Pour illustrer ce climat de confusion, on pourrait citer le cas de Guylain Nyembo, vice-Premier ministre et ministre du Plan, qui, dans une rencontre avec la Banque mondiale fin septembre 2024, a confirmé que l’institution financière “cherche encore” une solution de financement. Pourtant, comme le stipule l’ordonnance n°08/073 du 24 décembre 2008, les ministres sont censés être les exécutants des décisions présidentielles, et non des acteurs décisionnels. Nyembo, comme Teddy Lwamba et d’autres membres du gouvernement, se trouvent donc dans une situation paradoxale : à la fois responsables du suivi du projet et enfermés dans un rôle secondaire, comme de simples assistants du président de la République. Cela soulève des questions cruciales : si le ministre Lwamba ne joue qu’un rôle de figurant, alors qui prend les décisions ? Et surtout, pourquoi un technocrate comme Lusinde semble se donner le droit de prendre à bras-le-corps un projet d’une telle envergure sans se soucier des autorités politiques ?
Certains analystes n’hésitent pas à pointer du doigt les dérives de cette structure de pouvoir. La Constitution, telle qu’elle est rédigée, accorde au président une immunité presque totale, le mettant à l’abri de toute véritable responsabilité devant les autres branches du gouvernement et de l’État. Le paradoxe est flagrant : bien que le président ait signé des accords internationaux pour Inga 3, il n’a jamais été contraint de s’expliquer devant le parlement, ni de rendre des comptes sur l’avancement du projet. Le cas de Bruno Kapandji, chargé de mission à l’ADPI, est symptomatique de cette dérive : son silence total depuis six ans soulève des interrogations sur la véritable volonté politique d’aller de l’avant. Si l’énergie est un facteur de développement, comme le soutiennent tous les experts, la question qui se pose aujourd’hui est de savoir si la RDC peut réellement avancer dans la modernisation de son secteur énergétique avec une Constitution qui semble entraver toute forme de responsabilité et de transparence. Les critiques pleuvent sur une loi fondamentale jugée “rétrograde” et “inefficace” pour le développement du pays.
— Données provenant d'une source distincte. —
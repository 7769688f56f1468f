use crate::datamodel::{ColumnSchema, ColumnType, NormalizedRow, Series, TimeSeriesResult};
use crate::infer::parse_datetime;
use serde::Deserialize;
use serde_json::{Map, Value};
use std::collections::{HashMap, HashSet};

pub const DATE_FIELD: &str = "Fecha";
pub const VALUE_FIELD: &str = "Valor";
pub const UNNAMED_SERIES: &str = "Sin nombre";

/// Values probed per column of the reconstructed table.
const TYPE_PROBE_SIZE: usize = 20;
const TYPE_THRESHOLD: f64 = 0.8;
const MAX_SAMPLE_VALUES: usize = 5;

/// One series of a `DATOS_TABLA` response.
#[derive(Debug, Clone, Default, Deserialize)]
pub struct IneSeries {
    #[serde(rename = "Nombre", default)]
    pub name: Option<String>,
    /// Observation points, fields kept in response order
    #[serde(rename = "Data", default)]
    pub data: Vec<Map<String, Value>>,
}

impl IneSeries {
    /// Drops all but the last `count` observations.
    pub fn keep_last(&mut self, count: usize) {
        let excess = self.data.len().saturating_sub(count);
        self.data.drain(..excess);
    }
}

/// Text rendering used for labels and table cells. Lists are joined with commas.
pub fn value_text(value: &Value) -> String {
    match value {
        Value::Null => String::new(),
        Value::String(s) => s.clone(),
        Value::Array(items) => items.iter().map(value_text).collect::<Vec<_>>().join(", "),
        other => other.to_string(),
    }
}

/// Observation value, reading a comma as decimal separator.
pub fn parse_observation(value: &Value) -> Option<f64> {
    match value {
        Value::Number(n) => n.as_f64(),
        Value::String(s) if !s.trim().is_empty() => s.trim().replace(',', ".").parse().ok(),
        _ => None,
    }
}

/// Builds aligned labels and series plus a flat table of every observation.
///
/// Labels are the distinct observation dates, sorted chronologically when all of
/// them parse as dates and lexicographically otherwise. Points without a date
/// appear in the table only.
pub fn normalize_series(raw: &[IneSeries]) -> TimeSeriesResult {
    let labels = collect_labels(raw);

    let series = raw
        .iter()
        .map(|serie| {
            let values = serie
                .data
                .iter()
                .filter_map(|point| {
                    let date = value_text(point.get(DATE_FIELD)?);
                    let value = point.get(VALUE_FIELD).and_then(parse_observation);
                    Some((date, value))
                })
                .collect::<HashMap<_, _>>();
            Series {
                name: serie
                    .name
                    .clone()
                    .unwrap_or_else(|| UNNAMED_SERIES.to_string()),
                data: labels
                    .iter()
                    .map(|label| values.get(label).copied().flatten())
                    .collect(),
            }
        })
        .collect();

    let mut columns: Vec<&str> = Vec::new();
    for point in raw.iter().flat_map(|serie| &serie.data) {
        for key in point.keys() {
            if !columns.contains(&key.as_str()) {
                columns.push(key);
            }
        }
    }

    let sample_rows = raw
        .iter()
        .flat_map(|serie| &serie.data)
        .map(|point| {
            columns
                .iter()
                .map(|column| (*column, point.get(*column).map(value_text).unwrap_or_default()))
                .collect::<NormalizedRow>()
        })
        .collect::<Vec<_>>();

    let schema = columns
        .iter()
        .map(|column| infer_table_column(column, &sample_rows))
        .collect();

    TimeSeriesResult {
        schema,
        items_count: sample_rows.len(),
        sample_rows,
        labels,
        series,
    }
}

fn collect_labels(raw: &[IneSeries]) -> Vec<String> {
    let mut seen = HashSet::new();
    let mut labels = raw
        .iter()
        .flat_map(|serie| &serie.data)
        .filter_map(|point| point.get(DATE_FIELD).map(value_text))
        .filter(|label| seen.insert(label.clone()))
        .collect::<Vec<_>>();

    let dates = labels
        .iter()
        .map(|label| parse_datetime(label))
        .collect::<Option<Vec<_>>>();
    match dates {
        Some(dates) => {
            let mut paired = dates.into_iter().zip(labels).collect::<Vec<_>>();
            paired.sort_by(|(a, _), (b, _)| a.partial_cmp(b).unwrap_or(std::cmp::Ordering::Equal));
            paired.into_iter().map(|(_, label)| label).collect()
        }
        None => {
            labels.sort();
            labels
        }
    }
}

fn infer_table_column(column: &str, rows: &[NormalizedRow]) -> ColumnSchema {
    let non_empty = rows
        .iter()
        .filter_map(|row| row.get(column))
        .filter(|value| !value.is_empty())
        .take(TYPE_PROBE_SIZE)
        .collect::<Vec<_>>();

    let mut numbers = 0;
    let mut dates = 0;
    for value in &non_empty {
        if value.replace(',', ".").parse::<f64>().is_ok() {
            numbers += 1;
        } else if parse_datetime(value).is_some() {
            dates += 1;
        }
    }

    let total = non_empty.len() as f64;
    let inferred_type = if non_empty.is_empty() {
        ColumnType::String
    } else if numbers as f64 / total >= TYPE_THRESHOLD {
        ColumnType::Numeric
    } else if dates as f64 / total >= TYPE_THRESHOLD {
        ColumnType::Datetime
    } else {
        ColumnType::String
    };

    let unique = non_empty
        .iter()
        .map(|value| value.to_lowercase())
        .collect::<HashSet<_>>()
        .len();
    let samples = non_empty
        .iter()
        .take(MAX_SAMPLE_VALUES)
        .map(|value| value.to_string())
        .collect();
    ColumnSchema::new(column, inferred_type).with_samples(samples, unique)
}

#[cfg(test)]
mod tests {
    use super::*;
    use serde_json::json;

    fn series(value: Value) -> Vec<IneSeries> {
        serde_json::from_value(value).unwrap()
    }

    #[test]
    fn test_alignment_with_gaps() {
        let raw = series(json!([
            {
                "Nombre": "Total Nacional",
                "Data": [
                    {"Fecha": "2023-02-01T00:00:00.000+01:00", "Valor": 2.5},
                    {"Fecha": "2023-01-01T00:00:00.000+01:00", "Valor": "1,5"}
                ]
            },
            {
                "Data": [
                    {"Fecha": "2023-03-01T00:00:00.000+01:00", "Valor": null}
                ]
            }
        ]));
        let result = normalize_series(&raw);
        assert_eq!(
            result.labels,
            vec![
                "2023-01-01T00:00:00.000+01:00",
                "2023-02-01T00:00:00.000+01:00",
                "2023-03-01T00:00:00.000+01:00",
            ]
        );
        assert!(result.is_aligned());
        assert_eq!(result.series[0].name, "Total Nacional");
        assert_eq!(result.series[0].data, vec![Some(1.5), Some(2.5), None]);
        assert_eq!(result.series[1].name, UNNAMED_SERIES);
        assert_eq!(result.series[1].data, vec![None, None, None]);
    }

    #[test]
    fn test_lexicographic_labels() {
        let raw = series(json!([
            {"Nombre": "A", "Data": [{"Fecha": "b"}, {"Fecha": "2023"}, {"Fecha": "a"}]}
        ]));
        let result = normalize_series(&raw);
        assert_eq!(result.labels, vec!["2023", "a", "b"]);
        assert!(result.is_aligned());
    }

    #[test]
    fn test_table_reconstruction() {
        let raw = series(json!([
            {
                "Nombre": "Paro",
                "Data": [
                    {"Fecha": "2023-01-01", "Anyo": 2023, "Valor": "7,5", "Notas": ["p", "e"]},
                    {"Fecha": "2023-04-01", "Anyo": 2023, "Valor": "7,1", "Secreto": false}
                ]
            }
        ]));
        let result = normalize_series(&raw);
        assert_eq!(result.items_count, 2);
        assert_eq!(
            result.sample_rows[0].columns().collect::<Vec<_>>(),
            vec!["Fecha", "Anyo", "Valor", "Notas", "Secreto"]
        );
        assert_eq!(result.sample_rows[0].get("Notas"), Some("p, e"));
        assert_eq!(result.sample_rows[0].get("Secreto"), Some(""));
        assert_eq!(result.sample_rows[1].get("Secreto"), Some("false"));

        let types = result
            .schema
            .iter()
            .map(|c| (c.name.as_str(), c.inferred_type))
            .collect::<Vec<_>>();
        assert_eq!(
            types,
            vec![
                ("Fecha", ColumnType::Datetime),
                ("Anyo", ColumnType::Numeric),
                ("Valor", ColumnType::Numeric),
                ("Notas", ColumnType::String),
                ("Secreto", ColumnType::String),
            ]
        );
    }

    #[test]
    fn test_keep_last() {
        let mut serie = series(json!([
            {"Data": [{"Fecha": "1"}, {"Fecha": "2"}, {"Fecha": "3"}]}
        ]))
        .remove(0);
        serie.keep_last(2);
        assert_eq!(serie.data.len(), 2);
        assert_eq!(serie.data[0]["Fecha"], json!("2"));
        serie.keep_last(10);
        assert_eq!(serie.data.len(), 2);
    }

    #[test]
    fn test_empty() {
        let result = normalize_series(&[]);
        assert!(result.labels.is_empty());
        assert!(result.series.is_empty());
        assert!(result.schema.is_empty());
        assert_eq!(result.items_count, 0);
    }
}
La question de la révision constitutionnelle devient ainsi de plus en plus pressante, notamment pour permettre un véritable pilotage des projets d’envergure, tels qu’Inga 3, qui sont essentiels pour l’avenir de la RDC.
Certains analystes et techniciens affirment qu’il est clair que, tant que le président restera à l’abri de toute remise en cause de ses décisions, l’avenir d’Inga 3 et du pays tout entier demeurera incertain. Entre la paralysie du gouvernement, l’incapacité à mobiliser les financements et un manque flagrant de coordination, la RDC se dirige-t-elle vers un grand projet énergique qui pourrait bien ne jamais voir le jour ? Le temps des compromissions semble révolu.